Three Interior Architecture awards were made.

At Wanaka, Te Pakeke by Fearon Hay Architects, “a winter retreat has been interpreted in a modern way. Mirrored walls, interior doors with disappearing lines, and exquisitely detailed metalwork, combined with warm timbers, contribute to the occupational experience of an undeniably special space.”

Te Pakeke, Wanaka. Fearon Hay Architects. Photographs: Simon Wilson.

Worksafe Office Fit-out, by Parker Warburton Team Architects, is “an energetic response to a challenging technical brief within a heritage context. New work is beautifully integrated with the existing structure, and the sensitively handled adaption provides flexibility and adds vibrancy to a working environment which has a fresh studio-type feel.”

Parker Warburton Team Architects also received an Interior Architecture Award for Dunbar Dental Fit-out. This Dunedin renovation “has been handled with a level of care consistent with the considered approach of client and architect,” the jury said. “With its restrained, but not clinical palette, the office is now a model expression of a professional working environment – a dental practice with a difference.”

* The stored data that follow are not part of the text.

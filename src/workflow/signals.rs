//! Stable wire strings for cross-boundary interaction with running
//! workflows. All control-plane traffic into a workflow goes through one
//! of these names — nothing shares memory between workflow and activity
//! code.

use serde::{Deserialize, Serialize};

use super::monitor_workflow::MonitorKind;

pub const PAUSE_CAMPAIGN: &str = "pause-campaign";
pub const RESUME_CAMPAIGN: &str = "resume-campaign";
pub const STOP_CAMPAIGN: &str = "stop-campaign";
pub const GET_CAMPAIGN_STATUS: &str = "get-campaign-status";

pub const PAUSE_LEAD_MONITORING: &str = "pause-lead-monitoring";
pub const RESUME_LEAD_MONITORING: &str = "resume-lead-monitoring";
pub const GET_MONITORING_STATUS: &str = "get-monitoring-status";

pub const PAUSE_COMPANY_MONITORING: &str = "pause-company-monitoring";
pub const RESUME_COMPANY_MONITORING: &str = "resume-company-monitoring";
pub const GET_COMPANY_MONITORING_STATUS: &str = "get-company-monitoring-status";

/// Signal delivered to a running workflow's mailbox. Signals are
/// fire-and-forget — they never carry a reply channel (spec GLOSSARY).
#[derive(Debug, Clone, Copy, PartialEq, Eq)]
pub enum Signal {
    PauseCampaign,
    ResumeCampaign,
    StopCampaign,
    PauseMonitoring,
    ResumeMonitoring,
}

impl Signal {
    /// `PauseMonitoring`/`ResumeMonitoring` are kind-agnostic variants
    /// (routing already happens through separate lead/company runtimes —
    /// see `api::monitors`), so the caller supplies which kind's wire
    /// string to report; campaign variants ignore `kind` entirely.
    #[must_use]
    pub fn wire_name(&self, kind: MonitorKind) -> &'static str {
        match self {
            Self::PauseCampaign => PAUSE_CAMPAIGN,
            Self::ResumeCampaign => RESUME_CAMPAIGN,
            Self::StopCampaign => STOP_CAMPAIGN,
            Self::PauseMonitoring => match kind {
                MonitorKind::Lead => PAUSE_LEAD_MONITORING,
                MonitorKind::Company => PAUSE_COMPANY_MONITORING,
            },
            Self::ResumeMonitoring => match kind {
                MonitorKind::Lead => RESUME_LEAD_MONITORING,
                MonitorKind::Company => RESUME_COMPANY_MONITORING,
            },
        }
    }
}

/// Snapshot returned by `get-campaign-status`. Queries never trigger
/// activity execution and must be safe to answer during replay (spec §4.8).
#[derive(Debug, Clone, Copy, Serialize, Deserialize, Default)]
pub struct CampaignStatusSnapshot {
    pub is_paused: bool,
    pub is_running: bool,
}

impl CampaignStatusSnapshot {
    #[must_use]
    pub fn not_running() -> Self {
        Self { is_paused: false, is_running: false }
    }
}

/// Snapshot returned by `get-monitoring-status` / `get-company-monitoring-status`.
#[derive(Debug, Clone, Serialize, Deserialize)]
pub struct MonitoringStatusSnapshot {
    pub id: String,
    pub is_paused: bool,
    pub is_running: bool,
}

impl MonitoringStatusSnapshot {
    #[must_use]
    pub fn not_running(id: impl Into<String>) -> Self {
        Self { id: id.into(), is_paused: false, is_running: false }
    }
}

#[cfg(test)]
mod tests {
    use super::*;

    #[test]
    fn signal_wire_names_match_spec_strings() {
        assert_eq!(Signal::PauseCampaign.wire_name(MonitorKind::Lead), "pause-campaign");
        assert_eq!(Signal::ResumeCampaign.wire_name(MonitorKind::Lead), "resume-campaign");
        assert_eq!(Signal::StopCampaign.wire_name(MonitorKind::Lead), "stop-campaign");
    }

    #[test]
    fn monitoring_wire_names_depend_on_kind() {
        assert_eq!(Signal::PauseMonitoring.wire_name(MonitorKind::Lead), "pause-lead-monitoring");
        assert_eq!(Signal::PauseMonitoring.wire_name(MonitorKind::Company), "pause-company-monitoring");
        assert_eq!(Signal::ResumeMonitoring.wire_name(MonitorKind::Lead), "resume-lead-monitoring");
        assert_eq!(Signal::ResumeMonitoring.wire_name(MonitorKind::Company), "resume-company-monitoring");
    }

    #[test]
    fn not_running_snapshot_is_not_paused() {
        let snapshot = CampaignStatusSnapshot::not_running();
        assert!(!snapshot.is_running);
        assert!(!snapshot.is_paused);
    }
}
use actix_web::{
    dev::{forward_ready, Service, ServiceRequest, ServiceResponse, Transform},
    Error, HttpMessage,
};
use futures_util::future::LocalBoxFuture;
use jsonwebtoken::{decode, DecodingKey, Validation};
use serde::{Deserialize, Serialize};
use std::future::{ready, Ready};
use std::env;

#[derive(Debug, Serialize, Deserialize, Clone)]
pub struct Claims {
    pub sub: String,
    pub user_id: String,
    pub workspace_id: Option<String>,
    pub role: String,
    pub exp: usize,
    pub iat: usize,
}

pub struct AuthMiddleware;

impl<S, B> Transform<S, ServiceRequest> for AuthMiddleware
where
    S: Service<ServiceRequest, Response = ServiceResponse<B>, Error = Error>,
    S::Future: 'static,
    B: 'static,
{
    type Response = ServiceResponse<B>;
    type Error = Error;
    type InitError = ();
    type Transform = AuthMiddlewareService<S>;
    type Future = Ready<Result<Self::Transform, Self::InitError>>;

    fn new_transform(&self, service: S) -> Self::Future {
        ready(Ok(AuthMiddlewareService { service }))
    }
}

pub struct AuthMiddlewareService<S> {
    service: S,
}

impl<S, B> Service<ServiceRequest> for AuthMiddlewareService<S>
where
    S: Service<ServiceRequest, Response = ServiceResponse<B>, Error = Error>,
    S::Future: 'static,
    B: 'static,
{
    type Response = ServiceResponse<B>;
    type Error = Error;
    type Future = LocalBoxFuture<'static, Result<Self::Response, Self::Error>>;

    forward_ready!(service);

    fn call(&self, req: ServiceRequest) -> Self::Future {
        let path = req.path();
        
        // Skip auth for public routes
        if path.starts_with("/api/auth/")
            || path == "/health"
            || path == "/"
        {
            let fut = self.service.call(req);
            return Box::pin(async move { fut.await });
        }

        // Extract JWT from Authorization header
        let auth_header = req.headers().get("Authorization");
        
        let token = match auth_header {
            Some(header) => {
                let header_str = header.to_str().unwrap_or("");
                if header_str.starts_with("Bearer ") {
                    header_str[7..].to_string()
                } else {
                    return Box::pin(async {
                        Err(actix_web::error::ErrorUnauthorized("Invalid authorization header format"))
                    });
                }
            }
            None => {
                return Box::pin(async {
                    Err(actix_web::error::ErrorUnauthorized("Missing authorization header"))
                });
            }
        };

        // Decode and validate JWT
        let jwt_secret = env::var("JWT_SECRET")
            .unwrap_or_else(|_| "your-super-secret-jwt-key-change-in-production".to_string());
        
        let validation = Validation::default();
        let token_data = match decode::<Claims>(
            &token,
            &DecodingKey::from_secret(jwt_secret.as_bytes()),
            &validation,
        ) {
            Ok(data) => data,
            Err(e) => {
                eprintln!("JWT decode error: {:?}", e);
                return Box::pin(async {
                    Err(actix_web::error::ErrorUnauthorized("Invalid or expired token"))
                });
            }
        };

        // Add claims to request extensions for downstream handlers
        req.extensions_mut().insert(token_data.claims);

        let fut = self.service.call(req);
        Box::pin(async move { fut.await })
    }
}

// Helper to extract claims from ServiceRequest (for middleware use)
pub fn get_claims(req: &ServiceRequest) -> Option<Claims> {
    req.extensions().get::<Claims>().cloned()
}

// Helper function for route handlers to extract claims from HttpRequest
pub fn extract_claims(req: &actix_web::HttpRequest) -> Result<Claims, actix_web::Error> {
    req.extensions()
        .get::<Claims>()
        .cloned()
        .ok_or_else(|| actix_web::error::ErrorUnauthorized("Not authenticated"))
}

// Role-based authorization helpers
pub fn require_role(claims: &Claims, required_roles: &[&str]) -> Result<(), actix_web::Error> {
    if required_roles.contains(&claims.role.as_str()) {
        Ok(())
    } else {
        Err(actix_web::error::ErrorForbidden("Insufficient permissions"))
    }
}

// Check if user can write (owner, admin, member)
pub fn require_write_access(claims: &Claims) -> Result<(), actix_web::Error> {
    require_role(claims, &["owner", "admin", "member"])
}

// Check if user can admin (owner, admin)
pub fn require_admin_access(claims: &Claims) -> Result<(), actix_web::Error> {
    require_role(claims, &["owner", "admin"])
}

// Check if user is owner
pub fn require_owner_access(claims: &Claims) -> Result<(), actix_web::Error> {
    require_role(claims, &["owner"])
}

// Parse workspace_id from claims
pub fn get_workspace_id(claims: &Claims) -> Result<uuid::Uuid, actix_web::Error> {
    let workspace_id = claims.workspace_id.as_ref()
        .ok_or_else(|| actix_web::error::ErrorBadRequest("No workspace ID in token"))?;
    uuid::Uuid::parse_str(workspace_id)
        .map_err(|_| actix_web::error::ErrorBadRequest("Invalid workspace ID in token"))
}

// Parse user_id from claims
pub fn get_user_id(claims: &Claims) -> Result<uuid::Uuid, actix_web::Error> {
    uuid::Uuid::parse_str(&claims.user_id)
        .map_err(|_| actix_web::error::ErrorBadRequest("Invalid user ID in token"))
}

Dunbar Dental Fit-out, Dunedin. Parker Warburton Team Architects. Photographs: Yousef Warman.

Finally, three awards were made in the Small Project Architecture category.

Abodo Showcase Cardrona by Assembly Architects is “an elegantly conceived and gorgeously crafted building that exhibits a high level of care and attention to detail in all aspects of its construction and detailing.”

“With this building, architecture is reduced to its purest essence to at once align with and transcend formal tradition,” the jury said.

Sited on a steep and marginal site, Arrowtown House, by Hofmans Architects, “stands out in its street, giving a hint at the unique disposition of space within. Space is expertly handled to maximise the house’s size, and the living areas, lofts and two bathrooms, do not feel at all small.”

Arrowtown House. Hofmans Architects. Photographs: Simon Devitt.

Long Grass House, by Rafe Maclean Architects, the jury said, “strikes a balance between affordability, sustainability, and liveability. There is a sense of fun in this design which carries through from outside to inside. The house evokes a feeling of being on holiday in a home that is occupied the year round.”

Long Grass House, Wanaka. Rafe Maclean Architects. Photographs: Simon Devitt.

The 2020 Auckland Architecture Awards is a programme of Te Kāhui Whaihanga New Zealand Institute of Architects, supported by Resene. All award-winning projects will go forward for consideration in the New Zealand Architecture Awards, which will be announced in early November.